# Directions:
Sort through the data and copy the lines holding the word "StrftimeItems".

##############################

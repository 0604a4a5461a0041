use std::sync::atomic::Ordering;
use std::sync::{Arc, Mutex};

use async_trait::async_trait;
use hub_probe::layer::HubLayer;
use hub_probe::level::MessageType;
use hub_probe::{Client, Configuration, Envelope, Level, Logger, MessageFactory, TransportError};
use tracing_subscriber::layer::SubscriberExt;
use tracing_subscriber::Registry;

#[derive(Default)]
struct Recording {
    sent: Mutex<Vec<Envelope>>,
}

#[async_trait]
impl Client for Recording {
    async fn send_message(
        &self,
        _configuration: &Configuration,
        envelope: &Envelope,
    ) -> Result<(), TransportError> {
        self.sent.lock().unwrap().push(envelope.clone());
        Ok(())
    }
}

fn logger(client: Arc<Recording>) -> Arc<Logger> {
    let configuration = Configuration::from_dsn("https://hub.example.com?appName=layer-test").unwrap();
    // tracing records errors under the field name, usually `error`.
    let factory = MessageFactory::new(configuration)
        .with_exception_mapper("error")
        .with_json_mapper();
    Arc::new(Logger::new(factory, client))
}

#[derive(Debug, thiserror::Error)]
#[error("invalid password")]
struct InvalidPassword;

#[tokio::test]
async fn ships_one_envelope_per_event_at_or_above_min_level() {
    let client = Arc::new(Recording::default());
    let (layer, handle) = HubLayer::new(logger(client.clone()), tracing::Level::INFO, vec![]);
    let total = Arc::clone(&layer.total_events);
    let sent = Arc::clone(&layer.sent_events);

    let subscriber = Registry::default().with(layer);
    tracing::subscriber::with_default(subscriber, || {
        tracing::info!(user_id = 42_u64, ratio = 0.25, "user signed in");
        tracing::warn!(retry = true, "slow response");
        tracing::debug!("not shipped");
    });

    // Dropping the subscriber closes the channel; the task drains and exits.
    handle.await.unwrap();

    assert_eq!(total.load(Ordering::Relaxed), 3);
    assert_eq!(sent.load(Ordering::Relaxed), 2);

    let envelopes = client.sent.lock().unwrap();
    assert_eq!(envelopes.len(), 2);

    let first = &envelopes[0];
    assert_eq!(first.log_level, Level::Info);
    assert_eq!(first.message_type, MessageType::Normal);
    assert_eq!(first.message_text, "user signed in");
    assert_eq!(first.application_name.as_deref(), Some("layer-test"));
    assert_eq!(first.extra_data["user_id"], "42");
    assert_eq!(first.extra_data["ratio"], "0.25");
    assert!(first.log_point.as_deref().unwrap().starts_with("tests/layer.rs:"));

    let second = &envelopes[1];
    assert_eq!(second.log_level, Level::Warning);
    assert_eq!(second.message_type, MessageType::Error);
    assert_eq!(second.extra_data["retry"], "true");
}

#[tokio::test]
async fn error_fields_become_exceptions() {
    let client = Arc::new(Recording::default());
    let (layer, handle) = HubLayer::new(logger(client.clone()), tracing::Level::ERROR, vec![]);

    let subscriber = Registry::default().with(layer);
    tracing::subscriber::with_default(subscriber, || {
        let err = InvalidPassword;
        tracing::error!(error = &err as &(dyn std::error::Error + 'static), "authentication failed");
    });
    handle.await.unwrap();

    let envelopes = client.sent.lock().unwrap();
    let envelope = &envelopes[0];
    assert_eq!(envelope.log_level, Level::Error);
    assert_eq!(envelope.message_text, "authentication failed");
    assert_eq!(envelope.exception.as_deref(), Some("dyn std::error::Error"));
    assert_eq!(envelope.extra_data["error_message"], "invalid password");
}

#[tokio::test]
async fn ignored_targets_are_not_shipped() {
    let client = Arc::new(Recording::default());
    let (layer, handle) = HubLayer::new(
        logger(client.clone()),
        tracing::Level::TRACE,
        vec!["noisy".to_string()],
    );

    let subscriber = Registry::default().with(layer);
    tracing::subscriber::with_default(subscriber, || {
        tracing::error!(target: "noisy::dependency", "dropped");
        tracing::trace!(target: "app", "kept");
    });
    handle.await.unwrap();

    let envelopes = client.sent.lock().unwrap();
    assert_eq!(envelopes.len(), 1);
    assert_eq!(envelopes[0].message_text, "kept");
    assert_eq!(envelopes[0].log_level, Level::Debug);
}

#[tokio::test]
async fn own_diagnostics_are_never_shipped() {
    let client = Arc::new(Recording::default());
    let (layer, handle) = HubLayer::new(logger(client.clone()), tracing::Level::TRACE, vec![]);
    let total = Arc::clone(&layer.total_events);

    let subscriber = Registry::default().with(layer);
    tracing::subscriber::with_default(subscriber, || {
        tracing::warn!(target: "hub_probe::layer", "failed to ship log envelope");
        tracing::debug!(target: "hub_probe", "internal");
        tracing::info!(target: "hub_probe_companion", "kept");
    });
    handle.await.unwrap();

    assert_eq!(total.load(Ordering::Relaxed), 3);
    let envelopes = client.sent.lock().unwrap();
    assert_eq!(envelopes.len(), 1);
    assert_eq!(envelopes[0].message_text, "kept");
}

##############################

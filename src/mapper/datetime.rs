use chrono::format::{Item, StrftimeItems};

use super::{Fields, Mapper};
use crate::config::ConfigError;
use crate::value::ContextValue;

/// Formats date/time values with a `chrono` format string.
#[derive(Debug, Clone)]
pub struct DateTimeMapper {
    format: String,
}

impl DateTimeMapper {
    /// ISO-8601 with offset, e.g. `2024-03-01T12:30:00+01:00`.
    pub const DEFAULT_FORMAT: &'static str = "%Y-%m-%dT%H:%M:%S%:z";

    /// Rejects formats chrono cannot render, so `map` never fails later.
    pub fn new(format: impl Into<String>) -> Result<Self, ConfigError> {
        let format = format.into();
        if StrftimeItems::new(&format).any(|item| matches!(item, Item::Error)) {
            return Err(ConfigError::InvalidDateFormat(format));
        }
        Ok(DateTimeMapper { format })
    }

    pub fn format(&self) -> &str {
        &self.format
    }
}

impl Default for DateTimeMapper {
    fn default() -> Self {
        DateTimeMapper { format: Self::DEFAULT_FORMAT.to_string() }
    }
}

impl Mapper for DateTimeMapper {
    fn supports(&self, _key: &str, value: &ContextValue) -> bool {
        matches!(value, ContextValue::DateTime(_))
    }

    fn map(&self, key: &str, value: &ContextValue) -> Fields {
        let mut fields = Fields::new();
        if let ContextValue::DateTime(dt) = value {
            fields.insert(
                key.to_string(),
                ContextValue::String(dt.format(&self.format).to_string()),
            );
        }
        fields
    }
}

##############################

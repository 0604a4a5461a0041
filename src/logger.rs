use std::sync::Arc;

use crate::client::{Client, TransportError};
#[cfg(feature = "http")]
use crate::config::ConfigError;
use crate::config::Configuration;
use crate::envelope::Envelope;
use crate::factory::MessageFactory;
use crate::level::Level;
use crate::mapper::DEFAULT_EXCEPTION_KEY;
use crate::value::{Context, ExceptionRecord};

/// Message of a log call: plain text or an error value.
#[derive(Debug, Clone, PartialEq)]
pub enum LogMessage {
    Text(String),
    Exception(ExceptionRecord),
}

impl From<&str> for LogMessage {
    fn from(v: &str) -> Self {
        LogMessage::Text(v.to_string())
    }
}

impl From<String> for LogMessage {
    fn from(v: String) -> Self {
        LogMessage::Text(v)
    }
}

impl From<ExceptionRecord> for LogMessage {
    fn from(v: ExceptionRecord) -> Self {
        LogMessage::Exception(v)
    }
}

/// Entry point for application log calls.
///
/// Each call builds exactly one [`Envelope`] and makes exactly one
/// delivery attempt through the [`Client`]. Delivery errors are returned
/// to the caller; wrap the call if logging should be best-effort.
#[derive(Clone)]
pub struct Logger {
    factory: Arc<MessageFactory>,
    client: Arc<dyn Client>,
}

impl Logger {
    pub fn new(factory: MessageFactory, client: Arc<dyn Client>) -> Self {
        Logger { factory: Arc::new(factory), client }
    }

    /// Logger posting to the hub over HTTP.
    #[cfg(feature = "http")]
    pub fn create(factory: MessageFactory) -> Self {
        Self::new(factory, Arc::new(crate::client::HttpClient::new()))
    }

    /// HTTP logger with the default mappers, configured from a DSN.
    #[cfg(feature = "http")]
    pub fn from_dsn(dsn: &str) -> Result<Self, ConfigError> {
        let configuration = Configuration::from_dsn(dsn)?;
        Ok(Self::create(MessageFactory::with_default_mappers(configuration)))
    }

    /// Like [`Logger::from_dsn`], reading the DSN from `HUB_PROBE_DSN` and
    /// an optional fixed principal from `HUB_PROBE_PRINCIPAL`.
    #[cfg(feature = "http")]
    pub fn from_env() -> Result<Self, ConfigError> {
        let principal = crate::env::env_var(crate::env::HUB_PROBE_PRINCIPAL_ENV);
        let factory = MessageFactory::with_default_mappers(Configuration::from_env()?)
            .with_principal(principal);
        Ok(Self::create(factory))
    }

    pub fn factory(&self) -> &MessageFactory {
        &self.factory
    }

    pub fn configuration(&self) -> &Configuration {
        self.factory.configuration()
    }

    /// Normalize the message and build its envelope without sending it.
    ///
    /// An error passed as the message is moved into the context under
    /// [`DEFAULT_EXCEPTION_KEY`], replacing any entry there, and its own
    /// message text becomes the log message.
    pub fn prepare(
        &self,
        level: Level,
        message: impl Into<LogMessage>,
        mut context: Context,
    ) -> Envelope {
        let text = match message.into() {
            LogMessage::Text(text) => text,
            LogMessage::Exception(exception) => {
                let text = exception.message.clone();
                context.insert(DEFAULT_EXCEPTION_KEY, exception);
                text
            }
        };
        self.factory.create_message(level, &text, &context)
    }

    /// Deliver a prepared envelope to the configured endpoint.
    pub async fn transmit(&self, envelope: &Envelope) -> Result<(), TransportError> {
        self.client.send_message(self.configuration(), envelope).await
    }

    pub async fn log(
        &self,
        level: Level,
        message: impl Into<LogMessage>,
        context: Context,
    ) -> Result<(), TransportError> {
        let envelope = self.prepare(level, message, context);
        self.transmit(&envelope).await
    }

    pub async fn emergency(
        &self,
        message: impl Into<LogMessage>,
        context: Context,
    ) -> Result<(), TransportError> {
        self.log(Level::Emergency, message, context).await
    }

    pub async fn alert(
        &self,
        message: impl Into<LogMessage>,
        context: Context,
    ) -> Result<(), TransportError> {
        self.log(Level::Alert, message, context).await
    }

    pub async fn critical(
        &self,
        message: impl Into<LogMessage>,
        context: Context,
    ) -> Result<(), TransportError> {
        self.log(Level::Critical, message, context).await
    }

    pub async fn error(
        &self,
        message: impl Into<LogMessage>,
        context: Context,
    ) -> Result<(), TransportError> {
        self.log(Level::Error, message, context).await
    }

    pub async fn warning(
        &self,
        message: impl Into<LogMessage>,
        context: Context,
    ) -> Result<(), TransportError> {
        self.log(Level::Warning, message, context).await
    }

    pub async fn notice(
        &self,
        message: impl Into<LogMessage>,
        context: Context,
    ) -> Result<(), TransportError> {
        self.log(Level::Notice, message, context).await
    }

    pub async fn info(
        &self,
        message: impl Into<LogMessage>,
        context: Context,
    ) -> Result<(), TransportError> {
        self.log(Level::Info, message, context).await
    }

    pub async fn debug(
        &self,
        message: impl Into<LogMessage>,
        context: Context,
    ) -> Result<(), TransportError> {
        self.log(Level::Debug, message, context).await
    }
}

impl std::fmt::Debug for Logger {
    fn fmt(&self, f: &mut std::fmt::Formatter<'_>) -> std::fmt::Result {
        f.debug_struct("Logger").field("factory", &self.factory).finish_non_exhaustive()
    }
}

##############################

# Written solution:
use chrono::format::{Item, StrftimeItems};
        if StrftimeItems::new(&format).any(|item| matches!(item, Item::Error)) {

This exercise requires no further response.